A U.S. official, who spoke on condition of anonymity, said ATCC's products, designed for research, were ideal for growing tiny samples into wartime stocks. "They [ATCC] were not the only source, but they made a contribution" to the Iraqi weapons program, the official said.
For the Bush administration, Iraqi biological weapons were the "nightmare scenario" of the gulf war -- a potential "Scud" missile carrying anthrax attacking Tel Aviv, prompting an Israeli nuclear counterattack on Baghdad.
Despite the fears, United Nations Special Commission investigators in Iraq have found no evidence that Baghdad used biological weapons or even succeeded in developing the pathogens into usable battlefield munitions.

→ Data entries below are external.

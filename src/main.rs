mod commands;
mod core;
mod release;
mod ui;

use clap::Parser;
use crate::core::error::{ReleaseError, print_error};

/// Bump, build, changelog, commit, tag and push a multi-package workspace
#[derive(Parser)]
#[command(name = "mini-release")]
#[command(version, about, long_about = None)]
#[command(styles = get_styles())]
struct Cli {
  /// Version to release (e.g. 1.2.3); prompted for when omitted
  #[arg(value_name = "VERSION")]
  target: Option<String>,

  /// Print mutating commands (tests, manifest writes, commit, tag, push) instead of running them
  #[arg(long)]
  dry: bool,

  /// Pre-release identifier for the computed versions (e.g. beta)
  #[arg(long = "preId", value_name = "ID")]
  pre_id: Option<String>,

  /// Answer yes to the confirmation prompt
  #[arg(short, long)]
  yes: bool,
}

fn get_styles() -> clap::builder::Styles {
  clap::builder::Styles::styled()
    .usage(
      anstyle::Style::new()
        .bold()
        .underline()
        .fg_color(Some(anstyle::Color::Ansi(anstyle::AnsiColor::Yellow))),
    )
    .header(
      anstyle::Style::new()
        .bold()
        .underline()
        .fg_color(Some(anstyle::Color::Ansi(anstyle::AnsiColor::Yellow))),
    )
    .literal(anstyle::Style::new().fg_color(Some(anstyle::Color::Ansi(anstyle::AnsiColor::Green))))
    .invalid(
      anstyle::Style::new()
        .bold()
        .fg_color(Some(anstyle::Color::Ansi(anstyle::AnsiColor::Red))),
    )
    .error(
      anstyle::Style::new()
        .bold()
        .fg_color(Some(anstyle::Color::Ansi(anstyle::AnsiColor::Red))),
    )
    .valid(
      anstyle::Style::new()
        .bold()
        .underline()
        .fg_color(Some(anstyle::Color::Ansi(anstyle::AnsiColor::Green))),
    )
    .placeholder(anstyle::Style::new().fg_color(Some(anstyle::Color::Ansi(anstyle::AnsiColor::White))))
}

fn main() {
  let cli = Cli::parse();

  if let Err(err) = commands::run_release(cli.target, cli.dry, cli.pre_id, cli.yes) {
    handle_error(err);
  }
}

fn handle_error(err: ReleaseError) -> ! {
  print_error(&err);
  std::process::exit(1);
}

But lawyers for veterans groups argue that biological weapons might have been included in nerve gas and other chemical poisons encountered on gulf war battlefields.

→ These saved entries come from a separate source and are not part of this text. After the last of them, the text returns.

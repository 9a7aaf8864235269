use crate::core::error::{ConfigError, ReleaseError, ReleaseResult, ResultExt};
use serde::Deserialize;
use std::fs;
use std::path::{Path, PathBuf};

/// Configuration for mini-release
/// Searched in order: release.toml, .release.toml, .config/release.toml
///
/// Every key is optional; a repository without any config file releases with
/// the defaults below.
///
/// ```toml
/// scope = "@mini-release"
/// packages_dir = "packages"
/// remote = "origin"
/// tag_prefix = "v"
/// dependency_fields = ["dependencies"]
///
/// [commands]
/// test = ["node_modules/.bin/jest", "--clearCache"]
/// build = ["yarn", "build"]
/// changelog = ["yarn", "changelog"]
/// ```
#[derive(Debug, Clone, Deserialize)]
#[serde(deny_unknown_fields)]
pub struct ReleaseConfig {
  /// npm scope of internal packages; derived from the root package name when unset
  #[serde(default)]
  pub scope: Option<String>,

  /// Directory (relative to the root) whose subdirectories are the internal packages
  #[serde(default = "default_packages_dir")]
  pub packages_dir: PathBuf,

  /// Remote that receives the release tag
  #[serde(default = "default_remote")]
  pub remote: String,

  /// Prefix for release tags and the commit message
  #[serde(default = "default_tag_prefix")]
  pub tag_prefix: String,

  /// package.json fields whose internal entries are rewritten
  #[serde(default = "default_dependency_fields")]
  pub dependency_fields: Vec<String>,

  #[serde(default)]
  pub commands: CommandsConfig,
}

/// External tools invoked by the release stages, as argv arrays
#[derive(Debug, Clone, Deserialize)]
#[serde(deny_unknown_fields)]
pub struct CommandsConfig {
  #[serde(default = "default_test_command")]
  pub test: Vec<String>,

  #[serde(default = "default_build_command")]
  pub build: Vec<String>,

  #[serde(default = "default_changelog_command")]
  pub changelog: Vec<String>,
}

fn default_packages_dir() -> PathBuf {
  PathBuf::from("packages")
}

fn default_remote() -> String {
  "origin".to_string()
}

fn default_tag_prefix() -> String {
  "v".to_string()
}

fn default_dependency_fields() -> Vec<String> {
  vec!["dependencies".to_string()]
}

fn default_test_command() -> Vec<String> {
  vec!["node_modules/.bin/jest".to_string(), "--clearCache".to_string()]
}

fn default_build_command() -> Vec<String> {
  vec!["yarn".to_string(), "build".to_string()]
}

fn default_changelog_command() -> Vec<String> {
  vec!["yarn".to_string(), "changelog".to_string()]
}

impl Default for CommandsConfig {
  fn default() -> Self {
    Self {
      test: default_test_command(),
      build: default_build_command(),
      changelog: default_changelog_command(),
    }
  }
}

impl Default for ReleaseConfig {
  fn default() -> Self {
    Self {
      scope: None,
      packages_dir: default_packages_dir(),
      remote: default_remote(),
      tag_prefix: default_tag_prefix(),
      dependency_fields: default_dependency_fields(),
      commands: CommandsConfig::default(),
    }
  }
}

impl ReleaseConfig {
  /// Find config file in search order: release.toml, .release.toml, .config/release.toml
  pub fn find_config_path(path: &Path) -> Option<PathBuf> {
    let candidates = vec![
      path.join("release.toml"),
      path.join(".release.toml"),
      path.join(".config").join("release.toml"),
    ];

    candidates.into_iter().find(|p| p.exists())
  }

  /// Load config, falling back to defaults when no file exists
  pub fn load(path: &Path) -> ReleaseResult<Self> {
    let Some(config_path) = Self::find_config_path(path) else {
      return Ok(Self::default());
    };

    let content = fs::read_to_string(&config_path)
      .with_context(|| format!("Failed to read config from {}", config_path.display()))?;
    let config: ReleaseConfig = toml_edit::de::from_str(&content)
      .with_context(|| format!("Failed to parse config from {}", config_path.display()))?;

    config
      .validate()
      .with_context(|| format!("Invalid configuration in {}", config_path.display()))?;

    Ok(config)
  }

  pub fn validate(&self) -> ReleaseResult<()> {
    if let Some(ref scope) = self.scope
      && (!scope.starts_with('@') || scope.len() < 2 || scope.contains('/'))
    {
      return Err(invalid("scope", format!("'{}' must look like '@name'", scope)));
    }

    if self.tag_prefix.chars().any(char::is_whitespace) {
      return Err(invalid("tag_prefix", "must not contain whitespace"));
    }

    if self.remote.trim().is_empty() {
      return Err(invalid("remote", "must not be empty"));
    }

    if self.dependency_fields.is_empty() {
      return Err(invalid("dependency_fields", "list at least one package.json field"));
    }

    for (name, argv) in [
      ("commands.test", &self.commands.test),
      ("commands.build", &self.commands.build),
      ("commands.changelog", &self.commands.changelog),
    ] {
      if argv.first().is_none_or(|program| program.trim().is_empty()) {
        return Err(invalid(name, "must start with a program name"));
      }
    }

    Ok(())
  }

  /// Scope of internal packages
  ///
  /// An explicit `scope` wins. Otherwise a scoped root name (`@acme/root`)
  /// yields `@acme` and a bare root name (`acme`) yields `@acme`.
  pub fn resolve_scope(&self, root_package_name: &str) -> String {
    if let Some(scope) = &self.scope {
      return scope.clone();
    }

    match root_package_name.strip_prefix('@') {
      Some(rest) => format!("@{}", rest.split('/').next().unwrap_or(rest)),
      None => format!("@{}", root_package_name),
    }
  }
}

fn invalid(field: &str, reason: impl Into<String>) -> ReleaseError {
  ReleaseError::Config(ConfigError::InvalidField {
    field: field.to_string(),
    reason: reason.into(),
  })
}

#[cfg(test)]
mod tests {
  use super::*;
  use tempfile::TempDir;

  #[test]
  fn test_missing_config_uses_defaults() {
    let dir = TempDir::new().unwrap();
    let config = ReleaseConfig::load(dir.path()).unwrap();

    assert_eq!(config.packages_dir, PathBuf::from("packages"));
    assert_eq!(config.remote, "origin");
    assert_eq!(config.tag_prefix, "v");
    assert_eq!(config.dependency_fields, vec!["dependencies"]);
    assert_eq!(config.commands.build, vec!["yarn", "build"]);
  }

  #[test]
  fn test_partial_config_keeps_other_defaults() {
    let dir = TempDir::new().unwrap();
    fs::write(
      dir.path().join("release.toml"),
      r#"
scope = "@acme"

[commands]
build = ["pnpm", "run", "build"]
"#,
    )
    .unwrap();

    let config = ReleaseConfig::load(dir.path()).unwrap();
    assert_eq!(config.scope.as_deref(), Some("@acme"));
    assert_eq!(config.commands.build, vec!["pnpm", "run", "build"]);
    assert_eq!(config.commands.changelog, vec!["yarn", "changelog"]);
    assert_eq!(config.remote, "origin");
  }

  #[test]
  fn test_config_search_order() {
    let dir = TempDir::new().unwrap();
    fs::create_dir_all(dir.path().join(".config")).unwrap();
    fs::write(dir.path().join(".config/release.toml"), "remote = \"upstream\"\n").unwrap();

    let config = ReleaseConfig::load(dir.path()).unwrap();
    assert_eq!(config.remote, "upstream");

    fs::write(dir.path().join("release.toml"), "remote = \"fork\"\n").unwrap();
    let config = ReleaseConfig::load(dir.path()).unwrap();
    assert_eq!(config.remote, "fork");
  }

  #[test]
  fn test_empty_command_rejected() {
    let config = ReleaseConfig {
      commands: CommandsConfig {
        build: vec![],
        ..Default::default()
      },
      ..Default::default()
    };
    assert!(config.validate().is_err());
  }

  #[test]
  fn test_bad_scope_rejected() {
    let config = ReleaseConfig {
      scope: Some("acme".to_string()),
      ..Default::default()
    };
    assert!(config.validate().is_err());
  }

  #[test]
  fn test_invalid_field_error_names_config_file() {
    let dir = TempDir::new().unwrap();
    fs::write(dir.path().join("release.toml"), "scope = \"acme\"\n").unwrap();

    let err = ReleaseConfig::load(dir.path()).unwrap_err();
    let text = err.to_string();
    assert!(text.contains(&dir.path().join("release.toml").display().to_string()));
    assert!(text.contains("Invalid config field 'scope'"));
  }

  #[test]
  fn test_unknown_key_rejected() {
    let dir = TempDir::new().unwrap();
    fs::write(dir.path().join("release.toml"), "remtoe = \"origin\"\n").unwrap();
    assert!(ReleaseConfig::load(dir.path()).is_err());
  }

  #[test]
  fn test_resolve_scope() {
    let config = ReleaseConfig::default();
    assert_eq!(config.resolve_scope("mini-release"), "@mini-release");
    assert_eq!(config.resolve_scope("@acme/monorepo"), "@acme");

    let explicit = ReleaseConfig {
      scope: Some("@other".to_string()),
      ..Default::default()
    };
    assert_eq!(explicit.resolve_scope("mini-release"), "@other");
  }
}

About 75,000 gulf war veterans share an array of symptoms called gulf war syndrome, according to Pentagon health officials and the Department of Veterans Affairs. Symptoms include fatigue, sore joints, sleep problems, diarrhea and memory loss.
Lederberg, who shared the 1958 Nobel Prize for medicine or physiology, was a director of ATCC when he was picked to head the study, which was overseen by Deputy Defense Secretary John M. Deutch, now CIA director.

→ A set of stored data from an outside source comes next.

//! Test helpers for integration tests

use anyhow::{Context, Result};
use std::path::{Path, PathBuf};
use std::process::{Command, Output};
use tempfile::TempDir;

/// A JavaScript monorepo with git history and a bare `origin` remote
pub struct TestWorkspace {
  _root: TempDir,
  _remote: TempDir,
  pub path: PathBuf,
  pub remote_path: PathBuf,
}

impl TestWorkspace {
  /// Root package `mini-release@0.1.0`, a tracked CHANGELOG.md and a pushed
  /// `main` branch
  pub fn new() -> Result<Self> {
    let root = TempDir::new()?;
    let remote = TempDir::new()?;
    let path = root.path().to_path_buf();
    let remote_path = remote.path().to_path_buf();

    git(&remote_path, &["init", "--bare", "--initial-branch=main"])?;

    git(&path, &["init", "--initial-branch=main"])?;
    git(&path, &["config", "user.name", "Test User"])?;
    git(&path, &["config", "user.email", "test@example.com"])?;
    git(&path, &["config", "commit.gpgsign", "false"])?;
    git(&path, &["config", "tag.gpgsign", "false"])?;

    std::fs::write(
      path.join("package.json"),
      "{\n  \"name\": \"mini-release\",\n  \"version\": \"0.1.0\",\n  \"private\": true\n}\n",
    )?;
    std::fs::write(path.join("CHANGELOG.md"), "# Changelog\n")?;
    std::fs::write(path.join(".gitignore"), "build.log\n")?;

    git(&path, &["add", "."])?;
    git(&path, &["commit", "-m", "Initial workspace setup"])?;
    git(&path, &["remote", "add", "origin", &remote_path.to_string_lossy()])?;
    git(&path, &["push", "-u", "origin", "main"])?;

    Ok(Self {
      _root: root,
      _remote: remote,
      path,
      remote_path,
    })
  }

  /// Add `packages/<name>/package.json` for `@mini-release/<name>`
  pub fn add_package(&self, name: &str, version: &str, deps: &[(&str, &str)]) -> Result<PathBuf> {
    let pkg_path = self.path.join("packages").join(name);
    std::fs::create_dir_all(&pkg_path)?;

    let mut manifest = serde_json::json!({
      "name": format!("@mini-release/{}", name),
      "version": version,
    });
    if !deps.is_empty() {
      let deps: serde_json::Map<String, serde_json::Value> = deps
        .iter()
        .map(|(dep, spec)| (dep.to_string(), serde_json::Value::String(spec.to_string())))
        .collect();
      manifest["dependencies"] = serde_json::Value::Object(deps);
    }

    std::fs::write(
      pkg_path.join("package.json"),
      format!("{}\n", serde_json::to_string_pretty(&manifest)?),
    )?;
    Ok(pkg_path)
  }

  /// Write release.toml with shell commands standing in for jest and yarn
  pub fn write_config(&self, build: &str) -> Result<()> {
    let config = format!(
      r#"[commands]
test = ["true"]
build = ["sh", "-c", "{}"]
changelog = ["sh", "-c", "echo '## next' >> CHANGELOG.md"]
"#,
      build
    );
    std::fs::write(self.path.join("release.toml"), config)?;
    Ok(())
  }

  /// Commit current changes
  pub fn commit(&self, message: &str) -> Result<String> {
    git(&self.path, &["add", "."])?;
    git(&self.path, &["commit", "-m", message])?;

    let output = git(&self.path, &["rev-parse", "HEAD"])?;
    Ok(String::from_utf8_lossy(&output.stdout).trim().to_string())
  }

  /// Commit subjects, newest first
  pub fn git_log(&self, n: usize) -> Result<Vec<String>> {
    let output = git(&self.path, &["log", &format!("-{}", n), "--format=%s"])?;
    Ok(
      String::from_utf8_lossy(&output.stdout)
        .lines()
        .map(String::from)
        .collect(),
    )
  }

  /// Tags in a repository (the workspace or the bare remote)
  pub fn tags(&self, repo: &Path) -> Result<Vec<String>> {
    let output = git(repo, &["tag", "-l"])?;
    Ok(
      String::from_utf8_lossy(&output.stdout)
        .lines()
        .map(String::from)
        .collect(),
    )
  }

  /// Check if a file exists
  pub fn file_exists(&self, path: &str) -> bool {
    self.path.join(path).exists()
  }

  /// Read a file
  pub fn read_file(&self, path: &str) -> Result<String> {
    Ok(std::fs::read_to_string(self.path.join(path))?)
  }
}

/// Run git command in a directory
pub fn git(cwd: &Path, args: &[&str]) -> Result<Output> {
  let output = Command::new("git")
    .current_dir(cwd)
    .args(args)
    .output()
    .context("Failed to run git command")?;

  if !output.status.success() {
    let stderr = String::from_utf8_lossy(&output.stderr);
    anyhow::bail!("Git command failed: git {}\n{}", args.join(" "), stderr);
  }

  Ok(output)
}

/// Run the mini-release binary; the caller checks the exit status
pub fn run_mini_release(cwd: &Path, args: &[&str]) -> Result<Output> {
  let bin = env!("CARGO_BIN_EXE_mini-release");

  Command::new(bin)
    .current_dir(cwd)
    .args(args)
    .output()
    .context("Failed to run mini-release")
}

As chairman of the seven-month Pentagon investigation, Lederberg was specific in his personal summary of the 1994 report.
"There is no scientific or medical evidence that either chemical or biological warfare was deployed at any level against us, or that TC there were any exposures of U.S. service members to chemical or biological warfare agents in Kuwait or Saudi Arabia," Lederberg wrote in the report.
Despite repeated requests, Lederberg declined to comment or to answer Newsday's written questions. Deutch, through a spokesman, said he was unaware of Lederberg's connection to ATCC or that the company had shipped anthrax bacteria to Iraq.
Critics of that Pentagon report such as James Tuite III, head of the Gulf War Veterans Foundation, said Lederberg should have recused himself from the Pentagon task force because of ATCC's involvement. "It's an ethical issue," Tuite said.
According to Houston attorney Gary Pitts, Lederberg should have disclosed his tie to ATCC. "It doesn't pass the smell test," said Pitts, who noted that the task force ruled out biological weapons as a cause of gulf war syndrome.
Pitts is one of the lawyers representing more than 2,000 gulf veterans participating in a class-action suit in state court in Texas seeking damages from ATCC and other companies that exported products that could have been used in Iraq's chemical and biological warfare program.
ATCC officials say the company did nothing improper or illegal in shipping the products to Iraq.
Kay Sloan-Breen, a spokeswoman for ATCC, said Lederberg received no money during his five-year stint as a director and trustee. She described ATCC as a distinguished, 70-year-old nonprofit repository of bacteria, fungi and other products used by the global scientific community as a standard of reference for research.
Shipping ATCC's products to Iraq required approval by the Commerce Department during the Reagan administration, Sloan-Breen said.
ATCC's role as a supplier of anthrax to Iraq became public on Feb. 9, 1994, when Sen. Donald W. Riegle Jr., a Michigan Democrat, delivered a Senate speech outlining ATCC's shipments and criticizing Commerce Department export controls.
"I think the U.S. government approving export of these materials to a government like that and to someone like Saddam Hussein violates every standard of logic and common sense," Riegle said. By then it had been widely reported that Iraq had inflicted heavy casualties on Iranian troops with chemical weapons since 1981.